Stanton, though, knows his opinion doesn’t carry any weight. The record book is clear that Bonds holds the single-season home run record.
“But at the same time it doesn’t matter,” Stanton acknowledged. “The record is the record. But, personally, I do (think 61 is the record).”
It’s always made for an interesting debate, since a large number of fans believe baseball’s Steroid Era was a stain on the game and Bonds, McGwire and Sosa should be stricken from the record book (or at least have asterisks placed by their names).

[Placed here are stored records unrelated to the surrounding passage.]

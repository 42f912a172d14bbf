// SPDX-License-Identifier: BUSL-1.1
// Copyright (c) 2026 Alfred Jean LLC

//! Coordinator client for the five tools.
//!
//! One connection per request: connect, send, read the response, hang up.
//! Connection establishment retries inside a bounded window so a tool
//! fails fast with a connectivity error instead of hanging.

use std::path::{Path, PathBuf};
use std::time::{Duration, Instant};

use stint_core::BuildId;
use stint_coordinator::protocol::{self, ProtocolError};
use stint_coordinator::{Request, Response};
use thiserror::Error;
use tokio::net::UnixStream;

// Timeout configuration (env vars in milliseconds)
fn parse_duration_ms(var: &str) -> Option<Duration> {
    std::env::var(var)
        .ok()
        .and_then(|s| s.parse::<u64>().ok())
        .map(Duration::from_millis)
}

/// Timeout for one request/response round trip
pub fn timeout_ipc() -> Duration {
    parse_duration_ms("STINT_TIMEOUT_IPC_MS").unwrap_or(Duration::from_secs(5))
}

/// Timeout for establishing a connection to the coordinator
pub fn timeout_connect() -> Duration {
    parse_duration_ms("STINT_TIMEOUT_CONNECT_MS").unwrap_or(Duration::from_secs(5))
}

/// Polling interval for connect retries
pub fn poll_interval() -> Duration {
    parse_duration_ms("STINT_POLL_INTERVAL_MS").unwrap_or(Duration::from_millis(50))
}

/// Client errors
#[derive(Debug, Error)]
pub enum ClientError {
    #[error("cannot reach the session coordinator at {}", .0.display())]
    Connect(PathBuf),

    #[error("protocol error: {0}")]
    Protocol(#[from] ProtocolError),

    #[error("coordinator rejected the request: {0}")]
    Rejected(String),

    #[error("unexpected response from coordinator")]
    Unexpected,
}

/// Client for one session's coordinator
pub struct CoordinatorClient {
    endpoint: PathBuf,
}

impl CoordinatorClient {
    pub fn new(endpoint: impl Into<PathBuf>) -> Self {
        Self {
            endpoint: endpoint.into(),
        }
    }

    pub fn endpoint(&self) -> &Path {
        &self.endpoint
    }

    /// Send a request and receive the response
    pub async fn send(&self, request: Request) -> Result<Response, ClientError> {
        let stream = self.connect().await?;
        let (mut reader, mut writer) = stream.into_split();

        let data = protocol::encode(&request)?;
        tokio::time::timeout(timeout_ipc(), protocol::write_message(&mut writer, &data))
            .await
            .map_err(|_| ProtocolError::Timeout)??;

        let frame = tokio::time::timeout(timeout_ipc(), protocol::read_message(&mut reader))
            .await
            .map_err(|_| ProtocolError::Timeout)??;

        Ok(protocol::decode(&frame)?)
    }

    /// Connect with retries inside the bounded connect window
    async fn connect(&self) -> Result<UnixStream, ClientError> {
        let deadline = Instant::now() + timeout_connect();
        loop {
            match UnixStream::connect(&self.endpoint).await {
                Ok(stream) => return Ok(stream),
                Err(_) if Instant::now() < deadline => {
                    tokio::time::sleep(poll_interval()).await;
                }
                Err(_) => return Err(ClientError::Connect(self.endpoint.clone())),
            }
        }
    }

    /// Version handshake
    pub async fn hello(&self) -> Result<String, ClientError> {
        let request = Request::Hello {
            version: env!("CARGO_PKG_VERSION").to_string(),
        };
        match self.send(request).await? {
            Response::Hello { version } => Ok(version),
            Response::Error { message } => Err(ClientError::Rejected(message)),
            _ => Err(ClientError::Unexpected),
        }
    }

    /// Read a session value; `None` when the key does not exist
    pub async fn get_value(&self, key: &str) -> Result<Option<String>, ClientError> {
        let request = Request::GetValue {
            key: key.to_string(),
        };
        match self.send(request).await? {
            Response::Value { value } => Ok(Some(value)),
            Response::NotFound => Ok(None),
            Response::Error { message } => Err(ClientError::Rejected(message)),
            _ => Err(ClientError::Unexpected),
        }
    }

    /// Write a session value
    pub async fn set_value(&self, key: &str, value: &str) -> Result<(), ClientError> {
        let request = Request::SetValue {
            key: key.to_string(),
            value: value.to_string(),
        };
        match self.send(request).await? {
            Response::Ok => Ok(()),
            Response::Error { message } => Err(ClientError::Rejected(message)),
            _ => Err(ClientError::Unexpected),
        }
    }

    /// Read a parameter of the calling build
    pub async fn get_param(
        &self,
        build: &BuildId,
        name: &str,
    ) -> Result<Option<String>, ClientError> {
        let request = Request::GetParam {
            build: build.clone(),
            name: name.to_string(),
        };
        match self.send(request).await? {
            Response::Value { value } => Ok(Some(value)),
            Response::NotFound => Ok(None),
            Response::Error { message } => Err(ClientError::Rejected(message)),
            _ => Err(ClientError::Unexpected),
        }
    }

    /// Stage a parameter for the next child the calling build launches
    pub async fn set_param(
        &self,
        build: &BuildId,
        name: &str,
        value: &str,
    ) -> Result<(), ClientError> {
        let request = Request::SetParam {
            build: build.clone(),
            name: name.to_string(),
            value: value.to_string(),
        };
        match self.send(request).await? {
            Response::Ok => Ok(()),
            Response::Error { message } => Err(ClientError::Rejected(message)),
            _ => Err(ClientError::Unexpected),
        }
    }

    /// Collect and clear the parameters staged by `parent`
    pub async fn take_params(
        &self,
        parent: &BuildId,
    ) -> Result<std::collections::BTreeMap<String, String>, ClientError> {
        let request = Request::TakeParams {
            parent: parent.clone(),
        };
        match self.send(request).await? {
            Response::Params { params } => Ok(params),
            Response::Error { message } => Err(ClientError::Rejected(message)),
            _ => Err(ClientError::Unexpected),
        }
    }

    /// Register a build and the parameter table fixed at its launch
    pub async fn open_build(
        &self,
        build: &BuildId,
        params: std::collections::BTreeMap<String, String>,
    ) -> Result<(), ClientError> {
        let request = Request::OpenBuild {
            build: build.clone(),
            params,
        };
        match self.send(request).await? {
            Response::Ok => Ok(()),
            Response::Error { message } => Err(ClientError::Rejected(message)),
            _ => Err(ClientError::Unexpected),
        }
    }

    /// Record a build's completion
    pub async fn close_build(&self, build: &BuildId, exit_code: i32) -> Result<(), ClientError> {
        let request = Request::CloseBuild {
            build: build.clone(),
            exit_code,
        };
        match self.send(request).await? {
            Response::Ok => Ok(()),
            Response::Error { message } => Err(ClientError::Rejected(message)),
            _ => Err(ClientError::Unexpected),
        }
    }
}

#[cfg(test)]
#[path = "client_tests.rs"]
mod tests;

They haven’t been selected for the Hall of Fame, despite gaudy career statistics.
Other fans excuse their sins, saying sluggers throughout history have benefited from advantages those before them didn’t have. Ruth, they say, only had to face white pitchers because the game wasn’t integrated when he played. Maris and Hank Aaron played when amphetamines were commonly used by players to give them extra energy. Modern players travel in luxurious comfort and have the benefit of medical science to stay healthy and fresher throughout the long season.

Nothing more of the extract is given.